NEW YORK — Stocks on Tuesday got a brief bump following word that the Federal Reserve is ready to do more to help the economy but ended mostly lower after the central bank disappointed some investors by not taking any bold new actions.
Treasury prices rallied as investors saw the Fed’s announcement as a signal that more bond purchases were on the way.
The Fed said it is concerned that inflation is below levels consistent with a healthy economy and indicated that it is ready to provide “additional accommodation” to support the recovery. That would mean more purchases of Treasurys or other kinds of debt, which would keep interest rates low and hopefully encourage borrowing.
“They left themselves as much room as they possibly could,” said Bill Stone, chief investment strategist at PNC Wealth Management. “In the bond world, the coast is clear for buyers.”
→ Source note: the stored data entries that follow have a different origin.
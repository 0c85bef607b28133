/*!
 * Translation layer between the document pipeline and the providers.
 *
 * - `chunker`: packs pending segments into provider-sized requests
 * - `cache`: content-addressed translation cache
 * - `rate_limit`: per-provider request budget shared across jobs
 * - `client`: retrying, caching provider client
 * - `prompts`: domain instructions and batch markers for LLM providers
 */

pub use self::cache::{CacheEntry, CacheKey, CacheStats, TranslationCache};
pub use self::chunker::{ChunkRequest, Chunker};
pub use self::client::{ChunkOutcome, RetryPolicy, RetryState, RetryingClient, SegmentOutcome};
pub use self::rate_limit::{ProviderProfile, RateLimiter};

pub mod cache;
pub mod chunker;
pub mod client;
pub mod prompts;
pub mod rate_limit;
Treasurys rose sharply after the Fed’s announcement, sending interest rates lower. The yield on the 10-year Treasury note fell sharply, while its price jumped. The yield is a common benchmark for setting interest rates on corporate debt and mortgages.
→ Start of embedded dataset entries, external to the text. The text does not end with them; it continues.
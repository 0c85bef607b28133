/*!
 * Persistent rows of the translation cache.
 */

use anyhow::Result;
use log::debug;
use rusqlite::{OptionalExtension, params};

use super::DatabaseConnection;

/// One persisted cache entry
#[derive(Debug, Clone, PartialEq, Eq)]
pub struct CacheRecord {
    pub cache_key: String,
    pub source_text: String,
    pub source_language: String,
    pub target_language: String,
    pub domain: String,
    pub provider: String,
    pub translated_text: String,
    /// RFC 3339 timestamp
    pub created_at: String,
}

/// Cache table access
#[derive(Debug, Clone)]
pub struct CacheStore {
    db: DatabaseConnection,
}

impl CacheStore {
    pub fn new(db: DatabaseConnection) -> Self {
        Self { db }
    }

    /// Insert a row unless the key is already present.
    ///
    /// Returns `true` when this call stored the row.
    pub async fn insert(&self, record: CacheRecord) -> Result<bool> {
        self.db
            .execute_async(move |conn| {
                let changed = conn.execute(
                    r#"
                    INSERT OR IGNORE INTO translation_cache (
                        cache_key, source_text, source_language, target_language,
                        domain, provider, translated_text, created_at
                    ) VALUES (?1, ?2, ?3, ?4, ?5, ?6, ?7, ?8)
                    "#,
                    params![
                        record.cache_key,
                        record.source_text,
                        record.source_language,
                        record.target_language,
                        record.domain,
                        record.provider,
                        record.translated_text,
                        record.created_at,
                    ],
                )?;
                Ok(changed > 0)
            })
            .await
    }

    /// Translated text and creation time stored under `cache_key`
    pub async fn get(&self, cache_key: &str) -> Result<Option<(String, String)>> {
        let cache_key = cache_key.to_string();
        self.db
            .execute_async(move |conn| {
                let row = conn
                    .query_row(
                        "SELECT translated_text, created_at FROM translation_cache WHERE cache_key = ?1",
                        [cache_key],
                        |row| Ok((row.get(0)?, row.get(1)?)),
                    )
                    .optional()?;
                Ok(row)
            })
            .await
    }

    /// Every stored (key, translated text, created at) triple
    pub fn load_all(&self) -> Result<Vec<(String, String, String)>> {
        self.db.execute(|conn| {
            let mut stmt = conn.prepare("SELECT cache_key, translated_text, created_at FROM translation_cache")?;
            let rows = stmt
                .query_map([], |row| Ok((row.get(0)?, row.get(1)?, row.get(2)?)))?
                .collect::<rusqlite::Result<Vec<_>>>()?;
            debug!("Loaded {} persisted cache entries", rows.len());
            Ok(rows)
        })
    }

    pub async fn count(&self) -> Result<i64> {
        self.db
            .execute_async(|conn| Ok(conn.query_row("SELECT COUNT(*) FROM translation_cache", [], |row| row.get(0))?))
            .await
    }
}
The Fed’s statement, which came after a one-day meeting of its interest-rate committee, had only a temporary effect on stocks. Hopes had been building that Tuesday would bring news of a specific new bond- purchasing program, and disappointment ensued when one didn’t materialize.
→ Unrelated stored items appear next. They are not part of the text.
impl DocumentJob {
    pub fn new(document: Document) -> Self {
        Self {
            document,
            state: JobState::Created,
            segments: Vec::new(),
            cache_hits: 0,
            quota_exhausted: false,
            output_path: None,
            error: None,
        }
    }

    pub fn document(&self) -> &Document {
        &self.document
    }

    pub fn state(&self) -> JobState {
        self.state
    }

    pub fn segments(&self) -> &[Segment] {
        &self.segments
    }

    pub fn counts(&self) -> SegmentCounts {
        SegmentCounts::from_segments(&self.segments)
    }

    fn transition(&mut self, next: JobState, progress: &ProgressTracker) -> Result<(), JobError> {
        if !self.state.can_transition_to(next) {
            return Err(JobError::IllegalTransition {
                from: self.state.to_string(),
                to: next.to_string(),
            });
        }
        debug!("{}: {} -> {}", self.document.display_name(), self.state, next);
        self.state = next;
        progress.update(self.document.id(), &self.document.display_name(), next, self.counts());
        Ok(())
    }

    /// Drive the job to a terminal state
    pub async fn run(mut self, context: &JobContext) -> DocumentResult {
        if let Err(e) = self.execute(context).await {
            error!("{} failed: {}", self.document.display_name(), e);
            self.error = Some(e.to_string());
            if !self.state.is_terminal() {
                if self.state.can_transition_to(JobState::Failed) {
                    let _ = self.transition(JobState::Failed, &context.progress);
                } else {
                    self.state = JobState::Failed;
                    context.progress.update(
                        self.document.id(),
                        &self.document.display_name(),
                        JobState::Failed,
                        self.counts(),
                    );
                }
            }
        }
        self.into_result()
    }

    async fn execute(&mut self, context: &JobContext) -> Result<(), JobError> {
        if context.cancel.is_cancelled() {
            return self.transition(JobState::Cancelled, &context.progress);
        }

        self.transition(JobState::Extracting, &context.progress)?;
        let loaded = self.extract().await?;
        info!(
            "{}: extracted {} segments ({} skipped)",
            self.document.display_name(),
            self.segments.len(),
            self.counts().skipped
        );

        self.transition(JobState::Translating, &context.progress)?;
        let completed = self.translate(context).await;

        if !completed {
            info!("{}: cancelled", self.document.display_name());
            return self.transition(JobState::Cancelled, &context.progress);
        }

        self.transition(JobState::Reassembling, &context.progress)?;
        self.output_path = Some(self.reassemble(&loaded, context).await?);

        let counts = self.counts();
        let terminal = if counts.failed > 0 {
            JobState::CompletedWithErrors
        } else {
            JobState::Completed
        };
        info!(
            "{}: {} ({} translated, {} failed, {} skipped)",
            self.document.display_name(),
            terminal,
            counts.translated,
            counts.failed,
            counts.skipped
        );
        self.transition(terminal, &context.progress)
    }

    async fn extract(&mut self) -> Result<LoadedDocument, ExtractionError> {
        let path = self.document.source_path().to_path_buf();
        let bytes = tokio::fs::read(&path)
            .await
            .map_err(|source| ExtractionError::Unreadable { path, source })?;

        let loaded = LoadedDocument::decode(self.document.kind(), &bytes)?;
        self.segments = loaded.extract();
        Ok(loaded)
    }

    /// Translate every pending segment; returns `false` when the job was cancelled
    async fn translate(&mut self, context: &JobContext) -> bool {
        let settings = &context.settings;
        let chunks = settings.chunker.chunk(&self.segments);
        if chunks.is_empty() {
            return true;
        }
        debug!(
            "{}: {} chunks, up to {} in flight",
            self.document.display_name(),
            chunks.len(),
            settings.max_concurrent_chunks
        );

        let quota_hit = AtomicBool::new(false);
        let source_language = self.document.source_language().to_string();
        let target_language = self.document.target_language().to_string();
        let domain = self.document.domain();

        let mut outcomes = stream::iter(chunks)
            .map(|chunk| {
                let quota_hit = &quota_hit;
                let source_language = source_language.as_str();
                let target_language = target_language.as_str();
                async move {
                    // Checked when the chunk is about to be dispatched
                    if context.cancel.is_cancelled() || quota_hit.load(Ordering::SeqCst) {
                        return None;
                    }
                    Some(
                        context
                            .client
                            .translate_chunk(&chunk, source_language, target_language, domain, &context.cancel)
                            .await,
                    )
                }
            })
            .buffer_unordered(settings.max_concurrent_chunks.max(1));

        while let Some(outcome) = outcomes.next().await {
            let Some(outcome) = outcome else {
                continue;
            };
            if outcome.quota_exhausted() && !quota_hit.swap(true, Ordering::SeqCst) {
                warn!(
                    "{}: provider quota exhausted, remaining chunks will not be sent",
                    self.document.display_name()
                );
                if let Some(abort) = &context.quota_abort {
                    abort.cancel();
                }
            }
            self.apply_outcome(&outcome);
            context.progress.update(
                self.document.id(),
                &self.document.display_name(),
                self.state,
                self.counts(),
            );
        }

        if quota_hit.load(Ordering::SeqCst) {
            self.quota_exhausted = true;
            for segment in self.segments.iter_mut().filter(|s| s.status() == SegmentStatus::Pending) {
                let _ = segment.mark_failed(QUOTA_FAILURE_REASON);
            }
            return true;
        }

        !self.segments.iter().any(|s| s.status() == SegmentStatus::Pending)
    }

    fn apply_outcome(&mut self, outcome: &ChunkOutcome) {
        self.cache_hits += outcome.cache_hits;

        for (index, result) in &outcome.segments {
            let Some(segment) = self.segments.get_mut(*index) else {
                warn!("Chunk {} refers to unknown segment {}", outcome.chunk_id, index);
                continue;
            };
            let applied = match result {
                SegmentOutcome::Translated(text) => segment.mark_translated(text.clone()),
                SegmentOutcome::Failed(e) => {
                    warn!("Segment {} ({}) failed: {}", index, segment.location, e);
                    segment.mark_failed(e.to_string())
                }
                SegmentOutcome::Cancelled => Ok(()),
            };
            if let Err(e) = applied {
                warn!("{}", e);
            }
        }
    }

    async fn reassemble(&self, loaded: &LoadedDocument, context: &JobContext) -> Result<PathBuf, ReassemblyError> {
        let settings = &context.settings;
        let artifact = loaded.reassemble(&self.segments, settings.output_mode, &self.document.display_name())?;
        let planned = FileManager::generate_output_path(
            self.document.source_path(),
            settings.output_dir.as_deref(),
            &settings.naming_rule,
            self.document.target_language(),
            artifact.kind,
        );
        let output_path = context.outputs.claim(&planned, artifact.kind);
        if output_path != planned {
            warn!(
                "{}: {:?} is already used in this batch, writing {:?}",
                self.document.display_name(),
                planned,
                output_path
            );
        }

        let path = output_path.clone();
        tokio::task::spawn_blocking(move || FileManager::write_atomic(&path, &artifact.bytes))
            .await
            .map_err(|e| ReassemblyError::Write {
                path: output_path.clone(),
                source: std::io::Error::other(e.to_string()),
            })?
            .map_err(|source| ReassemblyError::Write {
                path: output_path.clone(),
                source,
            })?;

        debug!("Wrote {:?}", output_path);
        Ok(output_path)
    }

    fn into_result(self) -> DocumentResult {
        let counts = self.counts();
        let failed_segments = self
            .segments
            .iter()
            .filter(|s| s.status() == SegmentStatus::Failed)
            .map(|s| FailedSegment {
                index: s.index,
                location: s.location.to_string(),
                reason: s.failure().unwrap_or_default().to_string(),
            })
            .collect();

        DocumentResult {
            document_id: self.document.id(),
            source_path: self.document.source_path().to_path_buf(),
            kind: self.document.kind(),
            state: self.state,
            translated: counts.translated,
            failed: counts.failed,
            skipped: counts.skipped,
            total: counts.total,
            cache_hits: self.cache_hits,
            quota_exhausted: self.quota_exhausted,
            output_path: self.output_path,
            error: self.error,
            failed_segments,
            segments: self.segments,
        }
    }
}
The Dow rose 7.41, or 0.1 percent, to close at 10,761.03. It’s still up 7.5 percent for September, an unusually large gain for a month that is historically weak for stocks.
The Standard & Poor’s 500 slipped 2.93, or 0.3 percent, to 1,139.78, while the Nasdaq composite fell 6.48, also 0.3 percent, to 2,349.35.
The weakness in broader indexes suggested that a three- week rally on the stock market may be losing steam as stocks start to look expensive to some investors. The S&P 500 is still up 8.6 percent for the month, while the Nasdaq is up 11.1 percent.
Tom Porcelli, head of U.S. market economics at the Royal Bank of Canada, said there’s a good chance the Fed will decide to add more debt to its books at the next meeting of its rate-setting committee Nov. 2. But another round of bond-buying by the Fed may offer the economy little help, he said. The last round of Fed purchases had the effect of lowering lending rates by a half a percentage point.
Now, a move by the Fed would have probably less impact. Borrowing rates are cheap, but borrowing is still weak.
“The fact remains that the economic backdrop is the driver of lending, not low rates,” Porcelli said in a note to clients after the announcement.
The dollar fell against other major currencies, while gold prices rose to a record late in the day.